Ce matin, l’avis du Conseil d’Etat, révélé par le Monde, qui juge le projet de loi Asile-immigration inutile.

Manifestation devant le Conseil d'Etat pour protester contre la loi Asile et immigration de Gérard Collomb
Manifestation devant le Conseil d'Etat pour protester contre la loi Asile et immigration de Gérard Collomb © AFP / Julien Mattia

Oui, et c’est une critique qui devrait faire réfléchir les parlementaires de la majorité avant la discussion du texte en avril, parce qu’il n’y a rien de pire pour une loi que d’être jugée inutile. Un projet dont on dit qu’il va dans le mauvais sens, c’est dans la nature du débat et bien sûr le Conseil d’Etat n’est pas dans ce registre… ce n’est pas son rôle. Il dit simplement des articles d’une loi proposée qu’ils sont, ou pas, conformes au droit, souligne les éventuels problèmes juridiques engendrés par le texte … 

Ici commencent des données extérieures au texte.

//! # Structural Schema
//!
//! The structural schema is what the payload walker consumes: one
//! [`ResourceSchema`] per resource, each a map from field name to
//! [`FieldRule`]. Rules are a closed set of kinds so the walker matches on
//! them exhaustively.
//!
//! Expansion rules name their target resource instead of embedding it.
//! Resources may expand into themselves or into an ancestor; the walker
//! resolves the target at traversal time, so recursion depth is bounded by
//! the payload, never by the schema.

use std::collections::{BTreeMap, BTreeSet};
use std::fmt;
use std::sync::Arc;

/// Structural schema for every resource in a metadata report.
#[derive(Debug, Clone, Default, PartialEq)]
pub struct Schema {
    pub(crate) resources: BTreeMap<String, ResourceSchema>,
}

impl Schema {
    /// Look up the rules for one resource.
    pub fn resource(&self, name: &str) -> Option<&ResourceSchema> {
        self.resources.get(name)
    }

    /// Names of all resources, sorted.
    pub fn resource_names(&self) -> impl Iterator<Item = &str> {
        self.resources.keys().map(String::as_str)
    }

    /// Iterate `(resource name, resource schema)` pairs in name order.
    pub fn resources(&self) -> impl Iterator<Item = (&str, &ResourceSchema)> {
        self.resources.iter().map(|(k, v)| (k.as_str(), v))
    }

    /// Number of resources.
    pub fn len(&self) -> usize {
        self.resources.len()
    }

    /// True if the schema defines no resources.
    pub fn is_empty(&self) -> bool {
        self.resources.is_empty()
    }
}

/// Field rules for one resource.
#[derive(Debug, Clone, Default, PartialEq)]
pub struct ResourceSchema {
    pub(crate) fields: BTreeMap<String, FieldRule>,
}

impl ResourceSchema {
    /// Rule for `field_name`, if advertised.
    pub fn field(&self, field_name: &str) -> Option<&FieldRule> {
        self.fields.get(field_name)
    }

    /// Iterate `(field name, rule)` pairs in name order.
    pub fn fields(&self) -> impl Iterator<Item = (&str, &FieldRule)> {
        self.fields.iter().map(|(k, v)| (k.as_str(), v))
    }

    /// Number of advertised fields.
    pub fn len(&self) -> usize {
        self.fields.len()
    }

    /// True if the resource advertises no fields.
    pub fn is_empty(&self) -> bool {
        self.fields.is_empty()
    }
}

/// How one field is validated.
#[derive(Debug, Clone, PartialEq)]
pub struct FieldRule {
    /// Whether `null` is accepted.
    pub nullable: bool,
    /// The rule kind and its parameters.
    pub kind: FieldKind,
}

/// The closed set of rule kinds.
#[derive(Debug, Clone, PartialEq)]
pub enum FieldKind {
    /// A JSON primitive with optional constraints.
    Primitive(PrimitiveRule),
    /// An array whose every element satisfies the primitive rule.
    PrimitiveList(PrimitiveRule),
    /// A single enumeration value.
    Enum(EnumRule),
    /// Several enumeration values, as an array or a comma-separated string.
    StringList(EnumRule),
    /// An inline object (or array of objects) of another resource.
    Expansion(ExpansionRule),
}

impl FieldKind {
    /// The JSON kind a value must have, used in type mismatch messages.
    /// `None` means any value is accepted.
    pub fn expected_json_kind(&self) -> Option<JsonKind> {
        match self {
            Self::Primitive(p) => p.expected_json_kind(),
            Self::Enum(_) => Some(JsonKind::String),
            Self::PrimitiveList(_) | Self::StringList(_) => Some(JsonKind::Array),
            Self::Expansion(e) if e.is_collection => Some(JsonKind::Array),
            Self::Expansion(_) => Some(JsonKind::Object),
        }
    }
}

/// Primitive rule kinds.
#[derive(Debug, Clone, PartialEq)]
pub enum PrimitiveRule {
    /// A string, optionally length-bounded and format-checked.
    String {
        /// Advertised maximum length in characters.
        max_length: Option<u64>,
        /// Required textual format.
        format: Option<StringFormat>,
    },
    /// `true` or `false`.
    Boolean,
    /// An integral number within bounds.
    Integer(IntegerBounds),
    /// Any number.
    Number,
    /// Anything; used for types the mapper does not recognize.
    Any,
}

impl PrimitiveRule {
    fn expected_json_kind(&self) -> Option<JsonKind> {
        match self {
            Self::String { .. } => Some(JsonKind::String),
            Self::Boolean => Some(JsonKind::Boolean),
            Self::Integer(_) => Some(JsonKind::Integer),
            Self::Number => Some(JsonKind::Number),
            Self::Any => None,
        }
    }
}

/// Inclusive integer bounds for a fixed-width integer type.
#[derive(Debug, Clone, Copy, PartialEq, Eq)]
pub struct IntegerBounds {
    /// Smallest accepted value.
    pub min: i128,
    /// Largest accepted value.
    pub max: i128,
}

impl IntegerBounds {
    /// Bounds for a `bits`-wide integer: `[-2^(bits-1), 2^bits - 1]`.
    ///
    /// The upper bound is the unsigned maximum of the width
    /// (`4294967295` for 32 bits).
    pub const fn for_width(bits: u32) -> Self {
        Self {
            min: -(1i128 << (bits - 1)),
            max: (1i128 << bits) - 1,
        }
    }

    /// Bounds of an unsigned 8-bit integer.
    pub const BYTE: Self = Self { min: 0, max: 255 };

    /// Bounds of a signed 8-bit integer.
    pub const SBYTE: Self = Self { min: -128, max: 127 };
}

/// Textual formats checked on string primitives.
#[derive(Debug, Clone, Copy, PartialEq, Eq)]
pub enum StringFormat {
    /// `YYYY-MM-DD`.
    Date,
    /// RFC 3339 timestamp with offset.
    DateTime,
    /// `HH:MM:SS` with optional fraction.
    Time,
    /// Hyphenated UUID.
    Uuid,
}

impl StringFormat {
    /// JSON Schema `format` keyword value.
    pub fn as_str(&self) -> &'static str {
        match self {
            Self::Date => "date",
            Self::DateTime => "date-time",
            Self::Time => "time",
            Self::Uuid => "uuid",
        }
    }
}

impl fmt::Display for StringFormat {
    fn fmt(&self, f: &mut fmt::Formatter<'_>) -> fmt::Result {
        f.write_str(self.as_str())
    }
}

/// Allowed values of an enumeration field.
#[derive(Debug, Clone, PartialEq)]
pub struct EnumRule {
    /// Lookup group the values come from.
    pub lookup_name: String,
    /// The allowed values. Shared by every field typed with the group.
    pub allowed_values: Arc<BTreeSet<String>>,
    /// Values must also be OData simple identifiers (legacy enumerations).
    pub odata_identifiers: bool,
}

impl EnumRule {
    /// True if `value` is an allowed value.
    pub fn allows(&self, value: &str) -> bool {
        self.allowed_values.contains(value)
    }
}

/// Target of an expansion field.
#[derive(Debug, Clone, PartialEq, Eq)]
pub struct ExpansionRule {
    /// Resource whose rules apply to the nested object(s).
    pub target_resource: String,
    /// An array of objects rather than a single object.
    pub is_collection: bool,
}

/// JSON value kinds as named in defect messages.
#[derive(Debug, Clone, Copy, PartialEq, Eq)]
pub enum JsonKind {
    Null,
    Boolean,
    Integer,
    Number,
    String,
    Array,
    Object,
}

impl JsonKind {
    /// Classify a JSON value. Integral numbers are `integer`.
    pub fn of(value: &serde_json::Value) -> Self {
        use serde_json::Value;
        match value {
            Value::Null => Self::Null,
            Value::Bool(_) => Self::Boolean,
            Value::Number(n) if n.is_i64() || n.is_u64() => Self::Integer,
            Value::Number(_) => Self::Number,
            Value::String(_) => Self::String,
            Value::Array(_) => Self::Array,
            Value::Object(_) => Self::Object,
        }
    }

    /// Lowercase name used in messages.
    pub fn as_str(&self) -> &'static str {
        match self {
            Self::Null => "null",
            Self::Boolean => "boolean",
            Self::Integer => "integer",
            Self::Number => "number",
            Self::String => "string",
            Self::Array => "array",
            Self::Object => "object",
        }
    }
}

impl fmt::Display for JsonKind {
    fn fmt(&self, f: &mut fmt::Formatter<'_>) -> fmt::Result {
        f.write_str(self.as_str())
    }
}

#[cfg(test)]
mod tests {
    use super::*;
    use serde_json::json;

    #[test]
    fn test_int32_bounds_match_certification_boundary() {
        let b = IntegerBounds::for_width(32);
        assert_eq!(b.max, 4_294_967_295);
        assert_eq!(b.min, -2_147_483_648);
    }

    #[test]
    fn test_int64_bounds_do_not_overflow() {
        let b = IntegerBounds::for_width(64);
        assert_eq!(b.max, u64::MAX as i128);
        assert_eq!(b.min, i64::MIN as i128);
    }

    #[test]
    fn test_json_kind_classification() {
        assert_eq!(JsonKind::of(&json!(null)), JsonKind::Null);
        assert_eq!(JsonKind::of(&json!(1)), JsonKind::Integer);
        assert_eq!(JsonKind::of(&json!(1.5)), JsonKind::Number);
        assert_eq!(JsonKind::of(&json!("x")), JsonKind::String);
        assert_eq!(JsonKind::of(&json!([])), JsonKind::Array);
        assert_eq!(JsonKind::of(&json!({})), JsonKind::Object);
        assert_eq!(JsonKind::of(&json!(true)).to_string(), "boolean");
    }

    #[test]
    fn test_expected_kind_per_rule() {
        let single = FieldKind::Expansion(ExpansionRule {
            target_resource: "Member".into(),
            is_collection: false,
        });
        let many = FieldKind::Expansion(ExpansionRule {
            target_resource: "Media".into(),
            is_collection: true,
        });
        assert_eq!(single.expected_json_kind(), Some(JsonKind::Object));
        assert_eq!(many.expected_json_kind(), Some(JsonKind::Array));
        assert_eq!(FieldKind::Primitive(PrimitiveRule::Any).expected_json_kind(), None);
        assert_eq!(
            FieldKind::PrimitiveList(PrimitiveRule::Any).expected_json_kind(),
            Some(JsonKind::Array)
        );
    }
}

Mais quand la plus haute juridiction administrative dit d’un texte qu’il est inutile, là, c’est une vraie baffe politique. A propos de la loi immigration-asile, le Conseil d’Etat dit que les effets des précédentes lois, de mars 2015 et juillet 2016 (c’est hier en matière législative), ne sont pas encore mesurables ! Donc pourquoi légiférer ? Tant que les associations d’aide aux migrants et les oppositions critiquaient le texte, on pouvait se dire que chacun était dans son rôle mais là, le Conseil d’Etat (qui n’est pas spécialement composé de noborders et d’angélistes de l’accueil sans limite) fournit l’argument le plus cinglant : l’inutilité, donc l’instrumentalisation ! Le Conseil dit clairement qu’il s’agit d’une loi pour l’opinion, pas pour fabriquer du droit…

Pourtant le Conseil d’Etat valide la circulaire Collomb

Oui, justement parce que juridiquement elle ne pose aucun problème puisqu’il n’y aura aucune contrainte. Si les associations refusent, il n’y aura pas d’intrusion de fonctionnaires dans les centres d’accueil ! Donc, le CE ne repousse pas la mesure mais souligne qu’elle ne sert à rien ! Légiférer pour rien, simplement pour l’effet d’annonce (c’est-à-dire plus pour l’annonce que pour l’effet), c’était un travers que dénonçait Emmanuel Macron. 

Nicolas Sarkozy en fut le champion ! 250 lois dont de très nombreuses redondantes…7 lois sur la sécurité. Souvent les lois n’avaient même pas encore toutes leurs décrets d’application qu’une nouvelle loi était annoncée après un fait-divers, par exemple. Le temps fort de la vie d’une loi n’était pas le jour de son application mais le moment de son annonce. 

Donc, pour résumer… la droite, en mal de sujets d’opposition, affirme que cette loi est laxiste, la gauche, qui voit que ses critiques économiques et sociales ne mobilisent pas les foules, dit que ce texte est liberticide… 

Mais c’est au fond le Conseil d’Etat, qui est le plus sévère en faisant juste le constat élémentaire qu’avant de légiférer à nouveau, on commence par appliquer les lois qui viennent d’être votées, avec le même objet, et dont on ne connait pas encore les effets !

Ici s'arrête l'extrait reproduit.